# Exercise
Your task is to copy every line of the entries that holds the word "List".

# Records shown
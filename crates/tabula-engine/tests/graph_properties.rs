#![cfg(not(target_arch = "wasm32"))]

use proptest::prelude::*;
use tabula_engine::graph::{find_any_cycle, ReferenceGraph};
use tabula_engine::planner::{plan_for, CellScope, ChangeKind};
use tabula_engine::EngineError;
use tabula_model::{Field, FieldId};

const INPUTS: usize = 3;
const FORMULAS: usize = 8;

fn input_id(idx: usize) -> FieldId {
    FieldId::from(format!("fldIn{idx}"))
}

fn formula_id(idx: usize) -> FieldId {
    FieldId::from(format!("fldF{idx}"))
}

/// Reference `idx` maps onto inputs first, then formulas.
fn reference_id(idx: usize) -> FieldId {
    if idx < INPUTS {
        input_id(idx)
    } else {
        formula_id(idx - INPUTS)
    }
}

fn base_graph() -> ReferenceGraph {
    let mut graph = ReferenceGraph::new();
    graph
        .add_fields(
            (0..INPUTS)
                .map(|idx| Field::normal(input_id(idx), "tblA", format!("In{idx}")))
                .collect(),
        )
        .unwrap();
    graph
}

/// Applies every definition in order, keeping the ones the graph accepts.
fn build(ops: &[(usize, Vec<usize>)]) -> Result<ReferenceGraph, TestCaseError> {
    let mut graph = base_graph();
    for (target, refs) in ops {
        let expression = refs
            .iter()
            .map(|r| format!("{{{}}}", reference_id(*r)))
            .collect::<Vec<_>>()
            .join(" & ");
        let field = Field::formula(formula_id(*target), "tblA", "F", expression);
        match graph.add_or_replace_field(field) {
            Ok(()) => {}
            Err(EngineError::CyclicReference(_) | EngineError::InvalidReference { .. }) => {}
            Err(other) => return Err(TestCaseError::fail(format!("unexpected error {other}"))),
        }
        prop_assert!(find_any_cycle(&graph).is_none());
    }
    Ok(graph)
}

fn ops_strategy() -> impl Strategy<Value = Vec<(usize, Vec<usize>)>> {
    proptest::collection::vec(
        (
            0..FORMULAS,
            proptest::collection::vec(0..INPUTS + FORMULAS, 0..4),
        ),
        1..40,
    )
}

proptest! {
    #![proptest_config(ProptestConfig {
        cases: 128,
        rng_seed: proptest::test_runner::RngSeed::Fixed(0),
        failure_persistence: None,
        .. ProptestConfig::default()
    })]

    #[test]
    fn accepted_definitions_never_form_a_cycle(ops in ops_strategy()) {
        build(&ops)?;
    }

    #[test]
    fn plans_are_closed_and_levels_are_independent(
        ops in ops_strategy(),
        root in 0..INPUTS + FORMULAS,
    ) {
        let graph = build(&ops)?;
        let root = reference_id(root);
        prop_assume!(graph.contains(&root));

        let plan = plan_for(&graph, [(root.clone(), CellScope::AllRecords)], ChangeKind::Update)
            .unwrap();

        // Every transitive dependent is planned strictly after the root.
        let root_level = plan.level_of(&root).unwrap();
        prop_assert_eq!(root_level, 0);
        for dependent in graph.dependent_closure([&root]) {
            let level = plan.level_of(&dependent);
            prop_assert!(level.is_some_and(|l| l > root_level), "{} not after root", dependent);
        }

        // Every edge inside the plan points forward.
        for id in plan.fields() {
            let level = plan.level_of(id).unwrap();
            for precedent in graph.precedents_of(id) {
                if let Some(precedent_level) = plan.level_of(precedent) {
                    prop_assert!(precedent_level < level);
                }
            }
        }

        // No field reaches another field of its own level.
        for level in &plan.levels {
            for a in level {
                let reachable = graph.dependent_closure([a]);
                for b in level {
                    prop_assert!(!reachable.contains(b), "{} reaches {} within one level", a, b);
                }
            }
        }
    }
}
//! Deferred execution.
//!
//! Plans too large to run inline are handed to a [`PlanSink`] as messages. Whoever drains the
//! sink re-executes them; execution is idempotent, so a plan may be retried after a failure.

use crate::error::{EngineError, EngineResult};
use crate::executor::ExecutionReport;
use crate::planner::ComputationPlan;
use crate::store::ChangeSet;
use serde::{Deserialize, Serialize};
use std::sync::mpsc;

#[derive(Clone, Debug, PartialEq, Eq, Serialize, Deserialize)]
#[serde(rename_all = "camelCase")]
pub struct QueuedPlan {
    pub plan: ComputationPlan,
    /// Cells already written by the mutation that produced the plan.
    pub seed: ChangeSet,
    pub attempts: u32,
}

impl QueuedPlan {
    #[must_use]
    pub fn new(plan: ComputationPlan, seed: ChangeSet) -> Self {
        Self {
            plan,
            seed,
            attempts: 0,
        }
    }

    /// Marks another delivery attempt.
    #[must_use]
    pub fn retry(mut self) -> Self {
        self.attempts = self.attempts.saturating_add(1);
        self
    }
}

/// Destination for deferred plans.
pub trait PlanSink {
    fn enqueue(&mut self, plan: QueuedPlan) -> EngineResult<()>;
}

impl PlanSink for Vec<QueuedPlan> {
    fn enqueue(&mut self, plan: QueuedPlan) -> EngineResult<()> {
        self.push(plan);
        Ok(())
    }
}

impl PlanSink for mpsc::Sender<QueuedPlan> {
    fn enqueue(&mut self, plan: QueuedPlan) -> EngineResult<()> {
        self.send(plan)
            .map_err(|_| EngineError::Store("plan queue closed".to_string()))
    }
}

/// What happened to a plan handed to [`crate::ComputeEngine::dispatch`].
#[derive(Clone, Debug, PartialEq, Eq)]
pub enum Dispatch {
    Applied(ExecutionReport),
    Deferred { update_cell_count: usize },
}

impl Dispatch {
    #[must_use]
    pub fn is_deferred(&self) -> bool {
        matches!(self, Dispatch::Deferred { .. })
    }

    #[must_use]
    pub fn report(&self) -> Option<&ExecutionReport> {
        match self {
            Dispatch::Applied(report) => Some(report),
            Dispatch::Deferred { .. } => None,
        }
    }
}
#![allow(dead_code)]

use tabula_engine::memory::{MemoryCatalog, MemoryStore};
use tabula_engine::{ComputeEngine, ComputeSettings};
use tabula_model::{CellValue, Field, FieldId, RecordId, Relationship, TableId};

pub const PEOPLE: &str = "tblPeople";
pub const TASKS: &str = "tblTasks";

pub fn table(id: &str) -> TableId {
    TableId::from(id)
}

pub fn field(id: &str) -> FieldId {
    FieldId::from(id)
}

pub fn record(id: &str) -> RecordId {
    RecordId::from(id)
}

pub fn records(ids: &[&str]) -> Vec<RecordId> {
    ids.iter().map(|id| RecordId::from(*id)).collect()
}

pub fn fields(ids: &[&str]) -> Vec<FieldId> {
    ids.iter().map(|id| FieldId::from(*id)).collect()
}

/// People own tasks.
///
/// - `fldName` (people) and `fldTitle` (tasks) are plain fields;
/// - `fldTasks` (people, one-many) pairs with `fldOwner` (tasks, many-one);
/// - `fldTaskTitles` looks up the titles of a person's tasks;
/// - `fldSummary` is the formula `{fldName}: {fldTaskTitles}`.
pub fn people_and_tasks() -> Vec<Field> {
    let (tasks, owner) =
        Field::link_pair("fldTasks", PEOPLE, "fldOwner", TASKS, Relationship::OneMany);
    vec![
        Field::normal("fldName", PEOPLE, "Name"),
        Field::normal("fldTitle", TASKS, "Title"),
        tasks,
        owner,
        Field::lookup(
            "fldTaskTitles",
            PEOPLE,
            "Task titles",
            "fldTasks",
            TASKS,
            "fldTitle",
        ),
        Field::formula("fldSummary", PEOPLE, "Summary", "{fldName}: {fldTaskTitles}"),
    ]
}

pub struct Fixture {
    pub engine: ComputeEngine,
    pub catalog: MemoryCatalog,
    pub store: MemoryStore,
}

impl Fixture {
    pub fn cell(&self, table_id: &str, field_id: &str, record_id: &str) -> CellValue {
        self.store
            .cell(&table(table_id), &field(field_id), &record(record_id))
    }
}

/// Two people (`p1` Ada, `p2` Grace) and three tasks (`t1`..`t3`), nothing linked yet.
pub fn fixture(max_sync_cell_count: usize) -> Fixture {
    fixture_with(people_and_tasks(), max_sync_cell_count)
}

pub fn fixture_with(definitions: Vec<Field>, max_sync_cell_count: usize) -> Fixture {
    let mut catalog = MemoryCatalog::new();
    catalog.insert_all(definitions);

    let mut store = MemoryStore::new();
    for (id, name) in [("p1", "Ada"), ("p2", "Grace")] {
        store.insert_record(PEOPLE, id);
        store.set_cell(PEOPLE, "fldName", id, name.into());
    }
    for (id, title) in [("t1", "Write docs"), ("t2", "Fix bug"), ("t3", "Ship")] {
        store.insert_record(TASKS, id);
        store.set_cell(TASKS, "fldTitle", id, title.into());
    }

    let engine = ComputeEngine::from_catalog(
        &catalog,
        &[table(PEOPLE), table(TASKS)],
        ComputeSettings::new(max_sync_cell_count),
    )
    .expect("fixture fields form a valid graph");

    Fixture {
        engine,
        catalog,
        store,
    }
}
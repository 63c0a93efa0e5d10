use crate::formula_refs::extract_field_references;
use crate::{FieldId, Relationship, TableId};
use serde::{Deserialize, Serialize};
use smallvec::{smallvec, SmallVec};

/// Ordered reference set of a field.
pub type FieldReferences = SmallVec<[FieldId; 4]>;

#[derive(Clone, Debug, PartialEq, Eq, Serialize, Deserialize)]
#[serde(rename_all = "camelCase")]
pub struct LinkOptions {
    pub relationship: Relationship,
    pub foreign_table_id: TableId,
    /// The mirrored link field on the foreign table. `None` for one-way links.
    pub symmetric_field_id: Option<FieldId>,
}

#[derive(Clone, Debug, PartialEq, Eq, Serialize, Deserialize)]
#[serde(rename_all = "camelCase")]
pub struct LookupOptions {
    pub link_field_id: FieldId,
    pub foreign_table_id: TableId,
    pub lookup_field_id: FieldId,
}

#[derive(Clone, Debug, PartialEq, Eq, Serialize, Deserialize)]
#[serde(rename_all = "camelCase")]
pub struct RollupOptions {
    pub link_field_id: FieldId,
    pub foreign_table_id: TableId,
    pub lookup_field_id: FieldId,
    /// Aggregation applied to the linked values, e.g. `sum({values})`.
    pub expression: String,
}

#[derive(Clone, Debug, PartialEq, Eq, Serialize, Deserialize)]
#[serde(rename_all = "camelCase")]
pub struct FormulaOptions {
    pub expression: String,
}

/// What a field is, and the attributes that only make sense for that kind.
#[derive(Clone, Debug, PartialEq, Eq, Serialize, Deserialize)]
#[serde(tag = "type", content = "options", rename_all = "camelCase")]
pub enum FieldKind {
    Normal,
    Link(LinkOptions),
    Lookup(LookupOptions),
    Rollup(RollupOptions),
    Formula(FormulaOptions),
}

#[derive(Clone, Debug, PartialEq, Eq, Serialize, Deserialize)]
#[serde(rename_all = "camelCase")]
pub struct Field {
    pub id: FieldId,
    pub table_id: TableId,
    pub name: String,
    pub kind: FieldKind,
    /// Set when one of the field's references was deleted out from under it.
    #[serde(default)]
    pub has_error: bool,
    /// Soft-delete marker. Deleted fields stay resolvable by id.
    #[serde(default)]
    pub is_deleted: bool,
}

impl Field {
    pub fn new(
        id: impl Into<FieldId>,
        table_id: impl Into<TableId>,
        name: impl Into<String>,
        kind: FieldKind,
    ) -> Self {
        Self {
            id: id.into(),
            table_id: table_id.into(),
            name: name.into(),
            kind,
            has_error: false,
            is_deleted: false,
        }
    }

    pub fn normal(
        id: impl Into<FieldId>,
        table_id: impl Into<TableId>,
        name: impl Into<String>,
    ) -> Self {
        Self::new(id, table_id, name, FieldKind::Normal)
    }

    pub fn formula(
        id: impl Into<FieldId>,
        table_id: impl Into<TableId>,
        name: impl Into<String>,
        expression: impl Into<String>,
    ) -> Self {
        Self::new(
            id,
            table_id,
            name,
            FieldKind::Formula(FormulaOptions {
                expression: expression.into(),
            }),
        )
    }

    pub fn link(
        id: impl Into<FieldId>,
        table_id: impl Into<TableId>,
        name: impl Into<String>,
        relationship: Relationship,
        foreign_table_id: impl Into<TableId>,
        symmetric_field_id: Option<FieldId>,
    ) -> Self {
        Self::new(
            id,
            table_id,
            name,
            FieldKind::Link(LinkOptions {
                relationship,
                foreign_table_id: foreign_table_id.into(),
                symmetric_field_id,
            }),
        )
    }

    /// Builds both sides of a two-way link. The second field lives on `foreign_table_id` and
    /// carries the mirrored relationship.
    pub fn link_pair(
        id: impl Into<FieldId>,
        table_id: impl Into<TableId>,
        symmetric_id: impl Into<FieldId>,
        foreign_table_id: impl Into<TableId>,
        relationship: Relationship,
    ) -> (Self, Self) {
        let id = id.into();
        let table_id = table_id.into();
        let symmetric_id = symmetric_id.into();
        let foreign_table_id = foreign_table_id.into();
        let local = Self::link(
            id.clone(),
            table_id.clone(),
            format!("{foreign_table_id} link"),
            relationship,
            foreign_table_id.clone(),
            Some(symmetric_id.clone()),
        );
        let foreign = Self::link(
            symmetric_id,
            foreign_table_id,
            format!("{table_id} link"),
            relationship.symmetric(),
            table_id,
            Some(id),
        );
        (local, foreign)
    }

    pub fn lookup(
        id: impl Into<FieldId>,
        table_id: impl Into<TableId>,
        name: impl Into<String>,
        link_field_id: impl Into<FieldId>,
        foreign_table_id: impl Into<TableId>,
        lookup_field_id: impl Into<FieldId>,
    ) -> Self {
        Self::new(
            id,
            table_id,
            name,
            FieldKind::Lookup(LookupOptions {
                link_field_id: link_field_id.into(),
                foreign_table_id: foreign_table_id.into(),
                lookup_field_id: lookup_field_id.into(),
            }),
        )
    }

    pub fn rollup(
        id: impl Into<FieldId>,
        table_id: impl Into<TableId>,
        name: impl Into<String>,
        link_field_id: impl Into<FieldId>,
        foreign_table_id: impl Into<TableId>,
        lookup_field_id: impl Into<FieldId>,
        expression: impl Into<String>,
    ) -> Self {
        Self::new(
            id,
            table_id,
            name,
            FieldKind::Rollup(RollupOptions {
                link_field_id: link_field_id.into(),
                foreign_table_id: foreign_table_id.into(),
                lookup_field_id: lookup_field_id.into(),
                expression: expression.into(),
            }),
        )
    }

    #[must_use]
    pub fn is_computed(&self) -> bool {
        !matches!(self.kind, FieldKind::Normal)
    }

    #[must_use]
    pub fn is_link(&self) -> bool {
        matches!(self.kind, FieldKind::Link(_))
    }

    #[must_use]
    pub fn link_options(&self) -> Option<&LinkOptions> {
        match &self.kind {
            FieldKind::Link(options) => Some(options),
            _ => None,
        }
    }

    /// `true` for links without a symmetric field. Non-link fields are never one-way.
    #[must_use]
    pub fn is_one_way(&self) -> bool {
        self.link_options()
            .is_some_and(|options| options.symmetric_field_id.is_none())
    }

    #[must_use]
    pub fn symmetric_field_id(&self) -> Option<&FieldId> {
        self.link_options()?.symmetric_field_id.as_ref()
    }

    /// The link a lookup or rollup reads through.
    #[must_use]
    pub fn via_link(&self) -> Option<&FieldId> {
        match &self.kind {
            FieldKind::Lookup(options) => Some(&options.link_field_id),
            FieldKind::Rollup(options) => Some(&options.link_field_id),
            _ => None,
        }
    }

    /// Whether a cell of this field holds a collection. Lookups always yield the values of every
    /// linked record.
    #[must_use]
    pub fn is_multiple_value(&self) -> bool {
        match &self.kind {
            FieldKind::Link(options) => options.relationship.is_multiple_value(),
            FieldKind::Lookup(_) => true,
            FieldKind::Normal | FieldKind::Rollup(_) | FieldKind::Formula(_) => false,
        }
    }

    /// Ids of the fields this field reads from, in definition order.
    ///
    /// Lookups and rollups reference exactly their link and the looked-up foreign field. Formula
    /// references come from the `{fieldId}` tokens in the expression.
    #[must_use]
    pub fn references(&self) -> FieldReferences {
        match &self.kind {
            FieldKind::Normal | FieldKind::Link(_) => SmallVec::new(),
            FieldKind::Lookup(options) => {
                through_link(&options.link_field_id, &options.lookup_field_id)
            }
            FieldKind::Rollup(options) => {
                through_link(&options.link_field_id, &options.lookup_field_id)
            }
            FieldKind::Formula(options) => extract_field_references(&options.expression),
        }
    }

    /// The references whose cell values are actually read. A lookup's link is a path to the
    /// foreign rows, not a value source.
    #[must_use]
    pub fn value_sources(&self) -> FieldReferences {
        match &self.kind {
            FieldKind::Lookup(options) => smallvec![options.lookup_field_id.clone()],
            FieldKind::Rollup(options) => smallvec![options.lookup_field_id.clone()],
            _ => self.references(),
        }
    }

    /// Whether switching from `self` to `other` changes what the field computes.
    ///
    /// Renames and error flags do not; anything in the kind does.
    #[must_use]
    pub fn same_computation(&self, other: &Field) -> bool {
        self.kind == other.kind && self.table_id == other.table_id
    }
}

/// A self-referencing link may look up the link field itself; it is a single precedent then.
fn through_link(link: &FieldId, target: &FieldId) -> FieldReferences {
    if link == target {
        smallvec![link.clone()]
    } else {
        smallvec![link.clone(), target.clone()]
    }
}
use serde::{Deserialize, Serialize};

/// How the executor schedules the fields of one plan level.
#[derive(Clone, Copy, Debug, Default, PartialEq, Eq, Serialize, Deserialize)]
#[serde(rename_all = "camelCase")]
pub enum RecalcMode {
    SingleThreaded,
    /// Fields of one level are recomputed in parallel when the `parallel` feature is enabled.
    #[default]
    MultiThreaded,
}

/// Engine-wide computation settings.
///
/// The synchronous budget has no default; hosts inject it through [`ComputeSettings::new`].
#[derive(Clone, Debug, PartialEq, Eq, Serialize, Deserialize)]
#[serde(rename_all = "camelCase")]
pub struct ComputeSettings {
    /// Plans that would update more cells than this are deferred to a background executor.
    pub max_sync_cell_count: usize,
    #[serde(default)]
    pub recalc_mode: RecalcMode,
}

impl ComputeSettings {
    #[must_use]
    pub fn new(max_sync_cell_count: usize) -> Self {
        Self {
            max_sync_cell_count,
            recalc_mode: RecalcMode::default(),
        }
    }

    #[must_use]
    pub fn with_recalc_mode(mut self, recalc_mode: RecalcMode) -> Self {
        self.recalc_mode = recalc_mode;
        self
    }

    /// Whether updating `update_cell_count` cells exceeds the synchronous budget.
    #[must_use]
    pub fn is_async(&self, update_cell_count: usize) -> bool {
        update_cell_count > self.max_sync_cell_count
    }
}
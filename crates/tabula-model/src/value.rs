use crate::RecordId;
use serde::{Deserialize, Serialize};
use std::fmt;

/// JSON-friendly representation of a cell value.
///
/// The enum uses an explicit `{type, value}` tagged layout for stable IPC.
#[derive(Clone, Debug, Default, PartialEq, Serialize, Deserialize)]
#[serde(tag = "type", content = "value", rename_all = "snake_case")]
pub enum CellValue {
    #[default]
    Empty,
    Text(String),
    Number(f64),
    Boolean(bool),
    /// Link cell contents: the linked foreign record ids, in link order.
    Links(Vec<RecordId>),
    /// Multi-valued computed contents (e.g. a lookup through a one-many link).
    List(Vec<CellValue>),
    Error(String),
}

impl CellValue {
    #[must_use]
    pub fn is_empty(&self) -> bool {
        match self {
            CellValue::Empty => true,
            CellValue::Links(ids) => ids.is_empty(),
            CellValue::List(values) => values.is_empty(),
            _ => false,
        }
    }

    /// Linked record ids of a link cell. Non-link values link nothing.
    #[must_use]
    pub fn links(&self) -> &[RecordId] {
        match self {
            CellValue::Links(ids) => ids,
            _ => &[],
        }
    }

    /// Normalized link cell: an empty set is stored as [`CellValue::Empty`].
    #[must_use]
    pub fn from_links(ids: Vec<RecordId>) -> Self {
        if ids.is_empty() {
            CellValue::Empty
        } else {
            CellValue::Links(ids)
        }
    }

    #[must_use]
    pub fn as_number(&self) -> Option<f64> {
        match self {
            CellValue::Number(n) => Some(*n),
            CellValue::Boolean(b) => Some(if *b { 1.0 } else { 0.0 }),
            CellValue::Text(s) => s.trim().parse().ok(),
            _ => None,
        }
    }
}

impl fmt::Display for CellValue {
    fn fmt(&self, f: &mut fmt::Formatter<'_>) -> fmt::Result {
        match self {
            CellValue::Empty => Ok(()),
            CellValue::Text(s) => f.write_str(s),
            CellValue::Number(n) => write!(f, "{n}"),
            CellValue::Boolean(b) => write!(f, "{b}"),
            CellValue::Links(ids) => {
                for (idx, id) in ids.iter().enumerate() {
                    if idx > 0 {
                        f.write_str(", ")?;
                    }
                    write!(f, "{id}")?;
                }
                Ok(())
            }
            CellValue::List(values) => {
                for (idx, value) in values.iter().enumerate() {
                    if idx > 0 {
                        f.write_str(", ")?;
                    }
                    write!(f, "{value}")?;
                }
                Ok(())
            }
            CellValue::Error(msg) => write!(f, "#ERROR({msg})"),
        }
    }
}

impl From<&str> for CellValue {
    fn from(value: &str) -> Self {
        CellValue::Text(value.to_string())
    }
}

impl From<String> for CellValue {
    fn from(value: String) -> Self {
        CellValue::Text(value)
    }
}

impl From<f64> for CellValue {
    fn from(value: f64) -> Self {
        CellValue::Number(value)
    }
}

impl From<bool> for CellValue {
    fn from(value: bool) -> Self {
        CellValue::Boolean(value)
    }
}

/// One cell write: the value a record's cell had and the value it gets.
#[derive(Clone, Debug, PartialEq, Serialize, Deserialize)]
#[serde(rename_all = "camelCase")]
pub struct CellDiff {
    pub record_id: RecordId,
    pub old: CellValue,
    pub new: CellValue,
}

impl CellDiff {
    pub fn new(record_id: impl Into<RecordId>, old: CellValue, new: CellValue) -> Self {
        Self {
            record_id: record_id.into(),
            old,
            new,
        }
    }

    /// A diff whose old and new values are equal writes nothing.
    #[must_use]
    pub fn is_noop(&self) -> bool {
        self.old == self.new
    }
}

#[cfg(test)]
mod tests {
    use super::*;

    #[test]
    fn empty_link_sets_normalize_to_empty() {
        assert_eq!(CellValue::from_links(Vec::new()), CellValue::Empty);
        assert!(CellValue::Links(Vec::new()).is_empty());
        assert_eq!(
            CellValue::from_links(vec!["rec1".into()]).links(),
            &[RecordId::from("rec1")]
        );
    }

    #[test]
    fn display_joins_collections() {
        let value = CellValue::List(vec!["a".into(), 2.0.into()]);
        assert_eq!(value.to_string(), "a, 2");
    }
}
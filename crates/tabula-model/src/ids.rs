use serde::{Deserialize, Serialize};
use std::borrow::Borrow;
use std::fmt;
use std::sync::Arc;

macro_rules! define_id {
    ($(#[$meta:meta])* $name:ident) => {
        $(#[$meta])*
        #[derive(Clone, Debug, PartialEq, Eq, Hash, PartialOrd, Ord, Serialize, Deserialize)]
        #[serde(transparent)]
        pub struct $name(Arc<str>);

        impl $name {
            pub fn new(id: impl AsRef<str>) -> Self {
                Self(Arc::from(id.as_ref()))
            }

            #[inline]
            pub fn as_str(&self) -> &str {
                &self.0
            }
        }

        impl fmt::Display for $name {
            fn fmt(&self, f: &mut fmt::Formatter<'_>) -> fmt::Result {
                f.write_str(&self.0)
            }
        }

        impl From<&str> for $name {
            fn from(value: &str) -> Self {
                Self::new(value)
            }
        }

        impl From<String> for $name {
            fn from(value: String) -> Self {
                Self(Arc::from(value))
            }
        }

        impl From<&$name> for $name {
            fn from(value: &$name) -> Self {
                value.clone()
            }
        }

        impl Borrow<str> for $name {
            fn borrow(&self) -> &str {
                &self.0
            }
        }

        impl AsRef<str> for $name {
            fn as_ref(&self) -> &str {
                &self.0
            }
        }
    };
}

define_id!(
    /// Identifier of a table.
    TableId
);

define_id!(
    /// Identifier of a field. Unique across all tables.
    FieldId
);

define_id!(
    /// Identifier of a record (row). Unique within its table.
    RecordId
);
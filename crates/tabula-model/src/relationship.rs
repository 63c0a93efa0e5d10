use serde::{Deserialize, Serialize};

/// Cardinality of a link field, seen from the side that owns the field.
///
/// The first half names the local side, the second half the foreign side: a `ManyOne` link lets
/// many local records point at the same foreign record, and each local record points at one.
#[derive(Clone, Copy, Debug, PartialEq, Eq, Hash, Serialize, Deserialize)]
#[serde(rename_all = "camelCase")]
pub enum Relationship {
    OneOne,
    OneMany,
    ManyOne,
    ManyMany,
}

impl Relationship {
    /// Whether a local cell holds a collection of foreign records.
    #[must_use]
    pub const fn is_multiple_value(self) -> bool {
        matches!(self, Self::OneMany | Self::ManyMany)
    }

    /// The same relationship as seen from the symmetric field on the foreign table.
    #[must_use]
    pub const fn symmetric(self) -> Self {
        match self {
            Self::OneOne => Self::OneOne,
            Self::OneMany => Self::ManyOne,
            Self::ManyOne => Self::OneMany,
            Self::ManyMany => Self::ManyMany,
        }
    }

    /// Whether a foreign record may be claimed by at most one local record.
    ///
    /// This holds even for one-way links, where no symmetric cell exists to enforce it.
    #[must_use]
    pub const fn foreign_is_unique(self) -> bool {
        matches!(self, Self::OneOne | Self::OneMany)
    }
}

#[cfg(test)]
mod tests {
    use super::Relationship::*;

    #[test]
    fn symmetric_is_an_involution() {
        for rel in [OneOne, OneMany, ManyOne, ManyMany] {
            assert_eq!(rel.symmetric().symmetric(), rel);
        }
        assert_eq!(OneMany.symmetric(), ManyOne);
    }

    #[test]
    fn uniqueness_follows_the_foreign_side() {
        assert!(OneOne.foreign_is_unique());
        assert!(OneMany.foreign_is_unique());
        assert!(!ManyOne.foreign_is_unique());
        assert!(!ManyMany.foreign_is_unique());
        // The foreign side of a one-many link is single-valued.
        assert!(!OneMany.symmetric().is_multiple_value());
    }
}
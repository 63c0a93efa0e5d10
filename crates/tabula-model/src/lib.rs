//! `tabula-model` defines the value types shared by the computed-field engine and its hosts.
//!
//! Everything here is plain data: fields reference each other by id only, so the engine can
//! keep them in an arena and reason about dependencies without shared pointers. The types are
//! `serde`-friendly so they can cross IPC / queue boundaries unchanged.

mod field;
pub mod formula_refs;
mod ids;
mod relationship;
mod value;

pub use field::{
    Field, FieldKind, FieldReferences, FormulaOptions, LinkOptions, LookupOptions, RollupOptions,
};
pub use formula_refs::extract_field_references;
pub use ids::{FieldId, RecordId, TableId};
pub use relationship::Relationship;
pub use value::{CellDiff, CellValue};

# Output below
    List(Vec<CellValue>),
            CellValue::List(values) => values.is_empty(),
            CellValue::List(values) => {
        let value = CellValue::List(vec!["a".into(), 2.0.into()]);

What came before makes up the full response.